If you want even more:
- [non-capturing and named groups](https://docs.python.org/3/howto/regex.html#non-capturing-and-named-groups) (sometimes it's useful to define a group just for syntactic reasons, without it being counted; sometimes you want to give a name to your group, to be able to retrieve it with the name instead of the index)
- [lookaheads & lookbehinds](https://docs.python.org/3/howto/regex.html#lookahead-assertions) (sometimes you want to match only something that follows/precedes an expression: for instance, above, you could retrieve only what Estragon says, without the 'ESTRAGON:' included)

For even more functionality, see the [regex](https://pypi.org/project/regex/) module (install with `pip`, backward compatible with `re`).

## Advanced: Unicode, encoding and UTF-8 

[doc (aka the gory detail)](https://docs.python.org/3/howto/unicode.html)  
[`ord()` doc](https://docs.python.org/3/library/functions.html#ord)  
[`chr()` doc](https://docs.python.org/3/library/functions.html#chr)  
[`bin()` doc](https://docs.python.org/3/library/functions.html#bin)  
[`int()` doc](https://docs.python.org/3/library/functions.html#int)
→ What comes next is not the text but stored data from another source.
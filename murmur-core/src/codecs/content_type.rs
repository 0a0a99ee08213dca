//! Content type identifiers

use serde::{Deserialize, Serialize};
use std::fmt;
use std::str::FromStr;

use super::error::CodecError;

/// Authority used by the built-in codecs
pub const BUILTIN_AUTHORITY: &str = "murmur.org";

/// Identifies a content type as `authority/type:major.minor`
#[derive(Debug, Clone, PartialEq, Eq, Hash, Serialize, Deserialize)]
pub struct ContentTypeId {
    pub authority_id: String,
    pub type_id: String,
    pub version_major: u32,
    pub version_minor: u32,
}

impl ContentTypeId {
    pub fn new(
        authority_id: impl Into<String>,
        type_id: impl Into<String>,
        version_major: u32,
        version_minor: u32,
    ) -> Self {
        Self {
            authority_id: authority_id.into(),
            type_id: type_id.into(),
            version_major,
            version_minor,
        }
    }

    pub fn text() -> Self {
        Self::new(BUILTIN_AUTHORITY, "text", 1, 0)
    }

    pub fn reaction() -> Self {
        Self::new(BUILTIN_AUTHORITY, "reaction", 1, 0)
    }

    pub fn passthrough() -> Self {
        Self::new(BUILTIN_AUTHORITY, "passthrough", 1, 0)
    }

    /// Registry key: `authority/type`, ignoring the version
    pub fn id(&self) -> String {
        format!("{}/{}", self.authority_id, self.type_id)
    }

    /// Whether `other` names the same type, regardless of version
    pub fn same_as(&self, other: &ContentTypeId) -> bool {
        self.authority_id == other.authority_id && self.type_id == other.type_id
    }
}

impl fmt::Display for ContentTypeId {
    fn fmt(&self, f: &mut fmt::Formatter<'_>) -> fmt::Result {
        write!(
            f,
            "{}/{}:{}.{}",
            self.authority_id, self.type_id, self.version_major, self.version_minor
        )
    }
}

impl FromStr for ContentTypeId {
    type Err = CodecError;

    fn from_str(s: &str) -> Result<Self, Self::Err> {
        let invalid = || CodecError::InvalidContentType(s.to_string());

        let (authority, rest) = s.split_once('/').ok_or_else(invalid)?;
        let (type_id, version) = match rest.split_once(':') {
            Some((type_id, version)) => (type_id, Some(version)),
            None => (rest, None),
        };
        if authority.is_empty() || type_id.is_empty() {
            return Err(invalid());
        }

        let (major, minor) = match version {
            None => (1, 0),
            Some(version) => {
                let (major, minor) = version.split_once('.').unwrap_or((version, "0"));
                (
                    major.parse().map_err(|_| invalid())?,
                    minor.parse().map_err(|_| invalid())?,
                )
            }
        };

        Ok(Self::new(authority, type_id, major, minor))
    }
}
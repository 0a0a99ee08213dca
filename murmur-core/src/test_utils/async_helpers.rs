//! Async test helpers

use std::future::Future;
use tokio::time::{timeout, Duration};

use crate::consent::MemoryConsentBackend;
use crate::group::MessageStream;

/// Default timeout duration for tests (5 seconds)
pub const DEFAULT_TEST_TIMEOUT: Duration = Duration::from_secs(5);

/// Short timeout for checks that expect nothing to happen (100ms)
pub const SHORT_TEST_TIMEOUT: Duration = Duration::from_millis(100);

#[derive(Debug, Clone, Copy, PartialEq, Eq)]
pub enum TimeoutError {
    Elapsed,
}

impl std::fmt::Display for TimeoutError {
    fn fmt(&self, f: &mut std::fmt::Formatter<'_>) -> std::fmt::Result {
        write!(f, "operation timed out")
    }
}

impl std::error::Error for TimeoutError {}

/// Run a future with a timeout, returning Ok(result) or Err on timeout
pub async fn with_timeout<F, T>(duration: Duration, future: F) -> Result<T, TimeoutError>
where
    F: Future<Output = T>,
{
    timeout(duration, future).await.map_err(|_| TimeoutError::Elapsed)
}

/// Helper to assert a future completes within duration
pub async fn assert_completes_within<F, T>(duration: Duration, future: F) -> T
where
    F: Future<Output = T>,
{
    match timeout(duration, future).await {
        Ok(result) => result,
        Err(_) => panic!("Future did not complete within {:?}", duration),
    }
}

/// Collect `count` items from a message stream, waiting at most `per_item` for each
pub async fn collect_stream<T>(
    stream: &mut MessageStream<T>,
    count: usize,
    per_item: Duration,
) -> Result<Vec<T>, TimeoutError> {
    let mut items = Vec::with_capacity(count);
    for _ in 0..count {
        match with_timeout(per_item, stream.next()).await? {
            Some(item) => items.push(item),
            None => break,
        }
    }
    Ok(items)
}

/// Assert that the stream yields nothing more and ends
pub async fn assert_stream_ends<T: std::fmt::Debug>(stream: &mut MessageStream<T>) {
    match timeout(DEFAULT_TEST_TIMEOUT, stream.next()).await {
        Ok(None) => (),
        Ok(Some(item)) => panic!("Expected stream to end, got {:?}", item),
        Err(_) => panic!("Stream did not end within {:?}", DEFAULT_TEST_TIMEOUT),
    }
}

/// Run `future` and assert it never queried the consent backend
pub async fn assert_no_backend_query<F, T>(backend: &MemoryConsentBackend, future: F) -> T
where
    F: Future<Output = T>,
{
    let before = backend.query_count();
    let result = future.await;
    let after = backend.query_count();
    assert_eq!(before, after, "expected no consent backend queries, saw {}", after - before);
    result
}

#[cfg(test)]
mod tests {
    use super::*;

    #[tokio::test]
    async fn test_with_timeout_success() {
        let result = with_timeout(Duration::from_secs(1), async { 42 }).await;
        assert_eq!(result, Ok(42));
    }

    #[tokio::test]
    async fn test_with_timeout_elapsed() {
        let result = with_timeout(Duration::from_millis(10), async {
            tokio::time::sleep(Duration::from_secs(10)).await;
        })
        .await;
        assert_eq!(result, Err(TimeoutError::Elapsed));
    }
}
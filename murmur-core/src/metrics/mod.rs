//! Metrics for the group message pipeline
//!
//! Thin helpers over the `metrics` facade. Nothing is recorded unless the
//! embedding application installs a recorder.

use metrics::{counter, describe_counter, describe_histogram, histogram};
use std::time::Instant;

pub const MESSAGES_SENT: &str = "group.messages.sent";
pub const MESSAGES_SEND_FAILED: &str = "group.messages.send_failed";
pub const MESSAGES_LISTED: &str = "group.messages.listed";
pub const MESSAGES_SKIPPED: &str = "group.messages.skipped";
pub const STREAM_DELIVERED: &str = "group.stream.delivered";
pub const STREAM_DROPPED: &str = "group.stream.dropped";
pub const CONSENT_CACHE_HITS: &str = "consent.cache.hits";
pub const CONSENT_CACHE_MISSES: &str = "consent.cache.misses";
pub const CODEC_ENCODE_DURATION: &str = "codec.encode.duration_ms";

/// Register metric descriptions with the installed recorder
pub fn init_metrics() {
    describe_counter!(MESSAGES_SENT, "Messages published through Group::send");
    describe_counter!(MESSAGES_SEND_FAILED, "Sends aborted by encode, consent or engine failure");
    describe_counter!(MESSAGES_LISTED, "Messages returned from history queries");
    describe_counter!(MESSAGES_SKIPPED, "History entries skipped because they could not be transcoded");
    describe_counter!(STREAM_DELIVERED, "Messages delivered to live stream consumers");
    describe_counter!(STREAM_DROPPED, "Live messages dropped because they could not be transcoded");
    describe_counter!(CONSENT_CACHE_HITS, "Consent lookups answered from the cache");
    describe_counter!(CONSENT_CACHE_MISSES, "Consent lookups that queried the backend");
    describe_histogram!(CODEC_ENCODE_DURATION, "Time spent encoding and compressing content");
}

/// Record a counter metric
pub fn record_counter(name: &'static str, value: u64) {
    counter!(name).increment(value);
}

/// Record a histogram metric
pub fn record_histogram(name: &'static str, value: f64) {
    histogram!(name).record(value);
}

/// Measures an operation and records it in milliseconds on `stop`
pub struct Timer {
    name: &'static str,
    start: Instant,
}

impl Timer {
    pub fn new(name: &'static str) -> Self {
        Self { name, start: Instant::now() }
    }

    pub fn stop(self) {
        record_histogram(self.name, self.start.elapsed().as_secs_f64() * 1000.0);
    }
}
- `unicode`: worldwide standard assigning one **number** to one **character**
- encoding: the way you **implement** this in computers (how to organise the 0s and 1s, binary representation, so as to get the computer to handle text properly)
- `utf-8` (Unicode Transformation Format – 8-bit): one specific implementation, in this case using 8 bits for each character


In [None]:
YouTubeVideo("MijmeoH9LT4", width=853, height=480) #  Characters, Symbols and the Unicode Miracle - Computerphile 

In [None]:
print("the unicode point for 'a' is:", ord("a"))

In [None]:
print("the character for unicode point 97:", chr(97))

In [None]:
print("binary representation of 97 is:", bin(97))

In [None]:
print("converting from binary to integer (base 10):", int('10', 2)) # try '0', '1', '10', '11' ...
print("'converting' from base 10 to integer (also base 10):", int('10', 10)) 

In [None]:
print("converting bytes for 97 back to 97:", int(bin(97), 2))

In [None]:
print("converting bytes for 97 back to 'a':", chr(int(bin(97), 2)))

In [None]:
# to convert a string to binary,
# first 'encode' to bytes
byte_string = "a".encode("utf8") # try adding more letters
# then turn the bytes into binary
# (the '0b' only indicates this is a binary string)
# (see the `int()` doc for details)
list_of_binary_strings = [bin(byte) for byte in byte_string]
print(list_of_binary_strings)

In [None]:
# Chinese characters take more than one byte!
byte_string = "龙".encode("utf8")
list_of_binary_strings = [bin(byte) for byte in byte_string]
print(list_of_binary_strings)

Jörg Piringer's [unicode](https://joerg.piringer.net/index.php?href=unicode/unicode.xml), going through numbers `0 - 65536 (49571 characters)`:

In [None]:
YouTubeVideo("Z_sl99D2a18", width=853, height=480) #  unicode 

In [None]:
# many characters are also space / invisible / etc., so won't display anything
for i in range(65536):
    print(chr(i))
    # try this if you also want the index
    # print(i, chr(i))
    time.sleep(.09)
    clear_output(wait=True)

## Extra: `str.translate`

[translate doc](https://docs.python.org/3/library/stdtypes.html#str.translate)  
[maketrans doc](https://docs.python.org/3/library/stdtypes.html#str.maketrans)

A useful tool to translate strings character by character (e.g. all "e"s become "a"s, or "remove all punctuation (all punctuation becomes ''").

In [None]:
# translate expects the `unicode` number!
word.translate(
    {
        ord("i"): ord("1"),
        ord("e"): ord("3"),
        ord("c"): ord("<"),
        ord("o"): ord("0"),
    }
)

In [None]:
word.translate(
    str.maketrans("ieco", "13<0")
)

In [None]:
# maketrans can take a third argument:
# here we say: translate everything as is ("" to "")
# and the last argument is for *everything that needs to be removed*
# (equivalent to do `ord(","): None` for all punctuation characters)
print(str.maketrans("", "", string.punctuation))

In [None]:
# now, we can remove all punctuation from text
print("Hello there! How are you? Yes, you...".translate(
    str.maketrans("", "", string.punctuation)
))